Andrew Palmer, Group Editor
Classical Music: Panufnik Legacies IV
Panufnik Legacies IV
Ryan Latimer Rhapsody; James Albany Hoyle Thymiaterion; George Stevenson Vanishing City; James Chan Tanztheater; Daniel Kidane Titan; Amy Bryce Affection (and shining sounds); Joel Järventausta Suns extinguished; Dan Stern Away From the Edge; Jack Sheen Lung; Daniel Fardon Flux; Grace-Evangeline Mason beneath the silken silence; Joe Bates Muted The Night; Benjamin Graves Home(un)spun; Cassie Kinoshi If She Could Dance Naked Under Palm Trees.
London Symphony Orchestra/Jack Sheen
LSO Live
https://www.lso.co.uk/
The London Symphony Orchestra's commitment to nurturing emerging compositional talent reaches its fourth flowering with this latest installment of the Panufnik Legacies series. Under the baton of composer-conductor Jack Sheen, the orchestra presents a compelling anthology of world premiere recordings that showcases the breadth and ambition of contemporary British composition.
This collection draws from the LSO Helen Hamlyn Panufnik Composers' Scheme, an initiative that has become one of the most significant platforms for early-career orchestral composers. The programme spans several years of the scheme's output, presenting works by fourteen alumni, including Cassie Kinoshi, Daniel Kidane, Grace-Evangeline Mason, and others who represent the diverse voices shaping classical music's future.

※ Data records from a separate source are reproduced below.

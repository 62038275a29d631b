//! Unit tests for the `edgeboot` CLI binary implementation.

use base64::Engine as _;
use base64::engine::general_purpose::STANDARD;
use clap::Parser;
use rstest::rstest;

use super::*;

fn config(domain: Option<&str>) -> DeploymentConfig {
    let mut builder = DeploymentConfig::builder().edge("1.2.3.4", 443);
    if let Some(value) = domain {
        builder = builder
            .tunnel_domain(value)
            .tunnel_credential("credential");
    }
    builder
        .build()
        .unwrap_or_else(|err| panic!("build config: {err}"))
}

#[test]
fn render_defaults_to_proxy_configuration() {
    let args = RenderCommand {
        subscription: false,
        domain: None,
    };

    let output = render_output(&args, &config(None)).unwrap_or_else(|err| panic!("{err}"));
    let parsed: serde_json::Value =
        serde_json::from_str(&output).unwrap_or_else(|err| panic!("json: {err}"));

    assert_eq!(parsed["inbounds"][0]["port"], 8001);
}

#[rstest]
#[case::flag(Some("flag.example.com"), None, "flag.example.com")]
#[case::configured(None, Some("edge.example.com"), "edge.example.com")]
#[case::flag_wins(Some("flag.example.com"), Some("edge.example.com"), "flag.example.com")]
fn render_subscription_uses_domain(
    #[case] flag: Option<&str>,
    #[case] configured: Option<&str>,
    #[case] expected: &str,
) {
    let args = RenderCommand {
        subscription: true,
        domain: flag.map(str::to_owned),
    };

    let output = render_output(&args, &config(configured)).unwrap_or_else(|err| panic!("{err}"));
    let text = String::from_utf8(
        STANDARD
            .decode(output)
            .unwrap_or_else(|err| panic!("decode: {err}")),
    )
    .unwrap_or_else(|err| panic!("utf8: {err}"));

    assert!(text.contains(&format!("sni={expected}")));
    assert!(text.contains("#Unknown"));
}

#[test]
fn render_subscription_without_domain_fails() {
    let args = RenderCommand {
        subscription: true,
        domain: None,
    };

    let err = render_output(&args, &config(None)).expect_err("domain is required");

    assert!(matches!(err, CliError::MissingDomain));
}

#[test]
fn domain_flag_requires_subscription() {
    let result = Cli::try_parse_from(["edgeboot", "render", "--domain", "x.example.com"]);

    assert!(result.is_err());
}

#[test]
fn verbose_flag_is_global() {
    let cli = Cli::try_parse_from(["edgeboot", "render", "--verbose"])
        .unwrap_or_else(|err| panic!("parse: {err}"));

    assert!(cli.verbose);
    assert!(matches!(cli.command, Command::Render(_)));
}

#[test]
fn write_error_writes_cli_error() {
    let mut buf = Vec::new();
    write_error(&mut buf, &CliError::MissingDomain);
    let rendered = String::from_utf8(buf).unwrap_or_else(|err| panic!("utf8: {err}"));

    assert!(
        rendered.contains("pass --domain or set ARGO_DOMAIN"),
        "rendered: {rendered}"
    );
}
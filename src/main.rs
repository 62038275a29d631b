//! Binary entry point for the edgeboot CLI.

mod cli;

use std::io::{self, Write};
use std::process;

use clap::Parser;
use thiserror::Error;
use tokio_util::sync::CancellationToken;
use tracing::{error, info, warn};
use tracing_subscriber::EnvFilter;

use edgeboot::janitor::{DEFAULT_CLEANUP_DELAY, Janitor, JanitorError};
use edgeboot::{
    ConfigError, ConfigGenerator, DeployOrchestrator, DeploymentConfig, DomainSource,
    IspFingerprint, OsSpawner, ProvisionError, RenderError, StartupError, SubscriptionBuilder,
    SubscriptionError, TunnelDescriptor, WorkDir, WorkDirError,
};

use cli::{Cli, Command, RenderCommand};

#[derive(Debug, Error)]
enum CliError {
    #[error("configuration error: {0}")]
    Config(#[from] ConfigError),
    #[error("provisioner setup failed: {0}")]
    Provision(#[from] ProvisionError),
    #[error(transparent)]
    Startup(#[from] StartupError),
    #[error("render failed: {0}")]
    Render(#[from] RenderError),
    #[error("subscription failed: {0}")]
    Subscription(#[from] SubscriptionError),
    #[error(transparent)]
    Workdir(#[from] WorkDirError),
    #[error("no tunnel domain: pass --domain or set ARGO_DOMAIN")]
    MissingDomain,
    #[error("failed to write output: {0}")]
    Output(#[from] io::Error),
}

#[tokio::main]
async fn main() {
    let cli = Cli::parse();
    setup_logging(cli.verbose);
    let exit_code = match dispatch(cli.command).await {
        Ok(()) => 0,
        Err(err) => {
            report_error(&err);
            1
        }
    };

    process::exit(exit_code);
}

fn setup_logging(verbose: bool) {
    let fallback = if verbose { "debug" } else { "info" };
    let filter = EnvFilter::try_from_default_env().unwrap_or_else(|_| EnvFilter::new(fallback));
    tracing_subscriber::fmt()
        .with_env_filter(filter)
        .with_target(true)
        .with_writer(io::stderr)
        .init();
}

async fn dispatch(command: Command) -> Result<(), CliError> {
    match command {
        Command::Up => run_up().await,
        Command::Render(args) => {
            let config = DeploymentConfig::load()?;
            let output = render_output(&args, &config)?;
            writeln!(io::stdout(), "{output}")?;
            Ok(())
        }
    }
}

async fn run_up() -> Result<(), CliError> {
    let config = DeploymentConfig::load()?;
    let provisioner = edgeboot::BinaryProvisioner::new()?;
    let cancel = CancellationToken::new();
    tokio::spawn(cancel_on_signal(cancel.clone()));

    let mut orchestrator =
        DeployOrchestrator::new(config, provisioner, OsSpawner).with_cancellation(cancel.clone());
    let report = match orchestrator.execute().await {
        Ok(report) => report,
        Err(err) if orchestrator.keeps_serving_after(&err) => {
            error!(
                error = %err,
                running = ?orchestrator.supervisor().running_roles(),
                "startup incomplete; running children kept until shutdown"
            );
            cancel.cancelled().await;
            orchestrator.shutdown();
            return Ok(());
        }
        Err(err) => {
            orchestrator.shutdown();
            return Err(err.into());
        }
    };
    writeln!(io::stdout(), "{}", report.subscription.document())?;
    info!(hostname = %report.tunnel, running = report.running.len(), "deployment ready");

    let workdir = WorkDir::open(orchestrator.config().workdir())?;
    match Janitor::new(&workdir)
        .sweep_after(DEFAULT_CLEANUP_DELAY, &cancel)
        .await
    {
        Ok(summary) => info!(removed = summary.removed_count(), "footprint removed"),
        Err(JanitorError::Cancelled) => {}
        Err(err) => warn!(error = %err, "footprint cleanup incomplete"),
    }

    cancel.cancelled().await;
    orchestrator.shutdown();
    Ok(())
}

async fn cancel_on_signal(cancel: CancellationToken) {
    let interrupt = tokio::signal::ctrl_c();
    let terminate = async {
        match tokio::signal::unix::signal(tokio::signal::unix::SignalKind::terminate()) {
            Ok(mut stream) => {
                stream.recv().await;
            }
            Err(err) => {
                warn!(error = %err, "SIGTERM handler unavailable");
                std::future::pending::<()>().await;
            }
        }
    };
    tokio::select! {
        result = interrupt => {
            if let Err(err) = result {
                warn!(error = %err, "Ctrl-C handler unavailable");
            }
        }
        () = terminate => {}
    }
    info!("shutdown requested");
    cancel.cancel();
}

fn render_output(args: &RenderCommand, config: &DeploymentConfig) -> Result<String, CliError> {
    if !args.subscription {
        return Ok(ConfigGenerator::new(config).proxy_json()?);
    }
    let domain = args
        .domain
        .as_deref()
        .or_else(|| config.tunnel().domain())
        .ok_or(CliError::MissingDomain)?;
    let tunnel = TunnelDescriptor::new(domain, DomainSource::Static);
    let record = SubscriptionBuilder::new(config).build(&tunnel, &IspFingerprint::unknown())?;
    Ok(record.document().to_owned())
}

fn report_error(err: &CliError) {
    write_error(io::stderr(), err);
}

fn write_error(mut target: impl Write, err: &CliError) {
    writeln!(target, "{err}").ok();
}

#[cfg(test)]
mod main_tests;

The recording benefits from the LSO's characteristic precision and warmth, captured in their typical high-definition sound. What emerges is not merely a showcase of promising talent but a genuine artistic statement about the direction of contemporary orchestral writing. The composers, mentored by Colin Matthews and Christian Mason, demonstrate both technical sophistication and individual creative vision.
From the outset, it's clear that this generation of composers is unafraid to draw from varied musical traditions while maintaining a firm grasp of orchestral craft. The four-minute format that forms the scheme's foundation proves ideal for concentrated musical statements, each piece offering a distinct sonic world within its brief duration.
The music throughout this disc reveals considerable ingenuity, with complex textures brought vividly to life by the LSO's responsive playing. What strikes the listener immediately is the diversity of rhythmic energy that pulses through these miniatures, married to harmonies that frequently surprise and syncopations that never feel forced. Ryan Latimer's
Rhapsody exemplifies this playful sophistication, building to an exuberant climax complete with a party whistle before dissolving into a masterfully controlled diminuendo—a gesture both audacious and musically satisfying.
James Albany Hoyle's atmospheric
Thymiaterion demonstrates the composer's command of orchestral colour, its high piano trills creating an almost ethereal dialogue with what the composer describes as bell-like associations. Meanwhile, George Stevenson's deployment of brass glissandi proves particularly striking, the technique handled with both technical assurance and expressive purpose.
Rather than dissecting each contribution individually, this collection rewards immersive listening, allowing the music to conjure its own imagery before consulting the thoughtful programme notes. Daniel Kidane's piece concludes with particular eloquence, while each work poses its own compositional questions through carefully constructed musical arguments.
The LSO responds with characteristic sensitivity to each composer's distinct language, with every section contributing thoughtfully to achieving these varied creative intentions. Jack Sheen's own contribution,
Lung, extends beyond the typical four-minute framework to build toward genuinely compelling climaxes. The disc concludes with Cassie Kinoshi's evocatively titled
If She Could Dance Naked Under Palm Trees, where the orchestra again demonstrates its ability to inhabit the composer's sound world completely, delivering another unexpected conclusion that lingers in the memory.
This album serves as both an artistic achievement and a cultural document, offering essential insight into the creative thinking of today's most promising orchestral composers. For anyone seeking to understand the current trajectory of British composition, it represents indispensable listening.